I'm going to experiment again. This time I've ordered a lug (18#) of Chilean Cabernet Sauvignon grapes from Harford Winery. My plan is to de-stem and crush the grapes by hand, add Kmeta, wait a day, add Pectic Enzymes and then give them another day to get used to each other.

On the third day my thought is to start a conventional WE Eclipse Lodi Cab per kit instructions. But once I've added the water to 23L, stirred it all together, added the kit grape skin bag I want to add the skins and juice from the Chilean lug, then add the yeast when it's the right temp.

I know I run a risk about Ph and Acid, but from my understanding most kits are so well balanced that an .8 gallons or so from the lug may not throw that off too much. Or I can jump into testing early.

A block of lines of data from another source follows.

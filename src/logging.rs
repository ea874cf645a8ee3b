//! Logging utilities for structured tracing

use crate::config::LogFormat;
use std::time::{Duration, Instant};
use tracing_subscriber::EnvFilter;

const DEFAULT_FILTER: &str = "audit_enricher=debug,tower_http=info";

/// Install the global tracing subscriber
///
/// `RUST_LOG` overrides the default filter. JSON output is meant for Cloud
/// Logging, which parses one JSON object per line.
pub fn init(format: LogFormat) {
    let filter =
        EnvFilter::try_from_default_env().unwrap_or_else(|_| EnvFilter::new(DEFAULT_FILTER));

    match format {
        LogFormat::Json => tracing_subscriber::fmt()
            .with_env_filter(filter)
            .with_target(true)
            .json()
            .flatten_event(true)
            .init(),
        LogFormat::Pretty => tracing_subscriber::fmt()
            .with_env_filter(filter)
            .with_target(true)
            .with_line_number(true)
            .init(),
    }
}

/// Deliveries slower than this are logged at warn level
const SLOW_OPERATION: Duration = Duration::from_secs(5);

/// Logs the wall time of an operation when dropped
pub struct Timer {
    start: Instant,
    operation: &'static str,
}

impl Timer {
    pub fn new(operation: &'static str) -> Self {
        Self {
            start: Instant::now(),
            operation,
        }
    }

    pub fn elapsed(&self) -> Duration {
        self.start.elapsed()
    }
}

impl Drop for Timer {
    fn drop(&mut self) {
        let elapsed = self.elapsed();
        let duration_ms = elapsed.as_millis() as u64;
        if elapsed >= SLOW_OPERATION {
            tracing::warn!(operation = self.operation, duration_ms, "Slow operation");
        } else {
            tracing::debug!(operation = self.operation, duration_ms, "Operation completed");
        }
    }
}

/// Log an error with structured context
pub fn log_error(operation: &str, error: &impl std::error::Error) {
    tracing::error!(
        operation = %operation,
        error = %error,
        error_kind = std::any::type_name_of_val(error),
        "Operation failed"
    );
}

My goal is to increase all the benefits of wine on skins, but not jump all the way into wine from grapes at this point. After primary I will squeeze the skins and freeze them for additions into future kits as well.

Has anyone tried this? Thoughts on the idea?
I put used skins in kits all of the time, it is a very good way to boost your kits up. My thoughts about your endeavor are this:

If you're going to take the time to do all of that, just get enough grapes to make a 6 gallon batch of grape wine, and do your kit later using the pressed skins from the grapes. Both wines will probably be better for it. You're going to go through the exact same process (other than maybe adjusting acid, which you may have to do anyway), go for it, it's just a little bit more to press in the end.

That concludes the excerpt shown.